Rahman ve rahim kelimeleri, rahime fiilinden meydana gelen ve mübalağa ifade eden iki sıfat-ı ilâhîdir. Rahmet, kalpteki acıma duygusudur. Bu duygu sahibini, lütuf ve ihsana sevk eder. Rahmanda ise, mübalağa daha fazladır. Bundan dolayı Allah’tan başkasına Rahman adı verilemez. Fakat Rahim adı verilebilir. Cenâb-ı Hak şöyle buyuruyor:

لَقَدْ جَاءَكُمْ رَسُولٌ مِنْ اَنْفُسِكُمْ عَزيزٌ عَلَيْهِ مَا عَنِتُّمْ حَريصٌ عَلَيْكُمْ بِالْمُؤْمِنينَ رَؤُفٌ رَحيمٌ

“Andolsun size, kendinizden öyle bir peygamber gelmiştir ki sizin sıkıntıya uğramanız ona çok ağır gelir. O, size çok düşkün, mü’minlere karşı çok şefkatlidir, merhametlidir.” (Tevbe: 128)

Rahman, çok merhamet eden, rahmeti herşeyi kuşatan, ihsanı her şeye vâsi demektir.
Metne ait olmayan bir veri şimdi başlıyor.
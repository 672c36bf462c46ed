use chrono::{DateTime, Duration, Utc};
use uuid::Uuid;

/// How long a toast stays up unless dismissed.
pub const DEFAULT_TOAST_MS: i64 = 3000;

#[derive(Debug, Clone, Copy, PartialEq, Eq)]
pub enum NotificationKind {
    Success,
    Error,
    Warning,
    Info,
}

/// A transient user-facing message.
#[derive(Debug, Clone, PartialEq)]
pub struct Notification {
    pub id: Uuid,
    pub message: String,
    pub kind: NotificationKind,
    pub created_at: DateTime<Utc>,
    pub duration: Duration,
}

impl Notification {
    pub fn new(
        message: impl Into<String>,
        kind: NotificationKind,
        created_at: DateTime<Utc>,
    ) -> Self {
        Self {
            id: Uuid::new_v4(),
            message: message.into(),
            kind,
            created_at,
            duration: Duration::milliseconds(DEFAULT_TOAST_MS),
        }
    }

    pub fn success(message: impl Into<String>, created_at: DateTime<Utc>) -> Self {
        Self::new(message, NotificationKind::Success, created_at)
    }

    pub fn error(message: impl Into<String>, created_at: DateTime<Utc>) -> Self {
        Self::new(message, NotificationKind::Error, created_at)
    }

    pub fn warning(message: impl Into<String>, created_at: DateTime<Utc>) -> Self {
        Self::new(message, NotificationKind::Warning, created_at)
    }

    pub fn info(message: impl Into<String>, created_at: DateTime<Utc>) -> Self {
        Self::new(message, NotificationKind::Info, created_at)
    }

    pub fn expires_at(&self) -> DateTime<Utc> {
        self.created_at + self.duration
    }

    pub fn is_expired(&self, now: DateTime<Utc>) -> bool {
        now >= self.expires_at()
    }
}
Rahman’ın rahmeti, ezelî rahmettir. Bu rahmetten iyi de kötü de mü’min de kâfir de nasiplenir. Varlıklar bu rahmetin tecellisi olarak vücut alanına çıkmışlardır. Rahim de çok merhametli demektir. Fakat bu rahmet varlıkların başlangıcından çok sonuna yani ahirete taalluk eder. Bundan dolayı Allah celle celâlühu, dünyanın Rahmanı, ahiretin Rahimidir. O’nun ihsanı dünyada inananlara da inanmayanlara da şâmildir. Ahirette ise yalnız inanan salih kullarına mahsustur. Allah’ın her şeyi yaratması, rahmanlığının rahmetinden ileri gelir. Bu fıtrî yaratılıştan mahrum kalan hiçbir şey yoktur. Her varlık bu rahmetin içindedir. Rahman, bütün mahlukatı merhametiyle büyüten, besleyen, sevk ve idare eden mânâsınadır.
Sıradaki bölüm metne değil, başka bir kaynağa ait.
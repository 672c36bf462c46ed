//! File-backed store: a single JSON object on disk, rewritten atomically on
//! every `set`.

use std::collections::BTreeMap;
use std::fs;
use std::io::Write;
use std::path::{Path, PathBuf};
use std::sync::Mutex;

use tempfile::NamedTempFile;
use tracing::{debug, warn};

use super::{KeyValueStore, StorageError};

#[derive(Debug)]
pub struct FileStore {
    path: PathBuf,
    // Serializes read-modify-write cycles within this process.
    lock: Mutex<()>,
}

impl FileStore {
    /// Prepares the store at `path`, creating parent directories as needed.
    /// The file itself is created on the first write.
    pub fn open(path: &Path) -> Result<Self, StorageError> {
        if let Some(parent) = path.parent() {
            if !parent.as_os_str().is_empty() {
                fs::create_dir_all(parent)?;
            }
        }
        Ok(Self {
            path: path.to_path_buf(),
            lock: Mutex::new(()),
        })
    }

    pub fn path(&self) -> &Path {
        &self.path
    }

    fn read_all(&self) -> Result<BTreeMap<String, String>, StorageError> {
        if !self.path.exists() {
            return Ok(BTreeMap::new());
        }
        let raw = fs::read_to_string(&self.path)?;
        if raw.trim().is_empty() {
            return Ok(BTreeMap::new());
        }
        Ok(serde_json::from_str(&raw)?)
    }

    fn write_all(&self, entries: &BTreeMap<String, String>) -> Result<(), StorageError> {
        let dir = match self.path.parent() {
            Some(parent) if !parent.as_os_str().is_empty() => parent,
            _ => Path::new("."),
        };
        let mut tmp = NamedTempFile::new_in(dir)?;
        tmp.write_all(serde_json::to_string_pretty(entries)?.as_bytes())?;
        tmp.as_file().sync_all()?;
        tmp.persist(&self.path).map_err(|e| StorageError::Io(e.error))?;
        debug!("Wrote {} entries to {}", entries.len(), self.path.display());
        Ok(())
    }
}

impl KeyValueStore for FileStore {
    fn get(&self, key: &str) -> Result<Option<String>, StorageError> {
        let _guard = self.lock.lock().map_err(|_| StorageError::Poisoned)?;
        Ok(self.read_all()?.remove(key))
    }

    fn set(&self, key: &str, value: &str) -> Result<(), StorageError> {
        let _guard = self.lock.lock().map_err(|_| StorageError::Poisoned)?;
        let mut entries = match self.read_all() {
            Ok(entries) => entries,
            Err(StorageError::Serialization(e)) => {
                warn!("Discarding unreadable store at {}: {e}", self.path.display());
                BTreeMap::new()
            }
            Err(e) => return Err(e),
        };
        entries.insert(key.to_string(), value.to_string());
        self.write_all(&entries)
    }
}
Rahim, iradeleriyle çalışânları yaratılış gayelerine götürür. Rahim sıfatının muhtevasında iki mânâ mündemiçtir (gizlidir): Lütf-ı ilâhî ve adl-i ilâhî. Lütf-ı ilâhî, Allah celle celâlühu’nun dünyadaki mutî ve musallî kullarına ahirette cennet ve cemâlini ihsan etmesidir. Adl-i İlâhî ise, dünyadaki âsî ve günahkâr kullarını ahirette cehenneme sevketmesidir. Demek ki Rahim adının muhtevasında Allah’ın hem adaleti hem de mükâfat ve cezası vardır.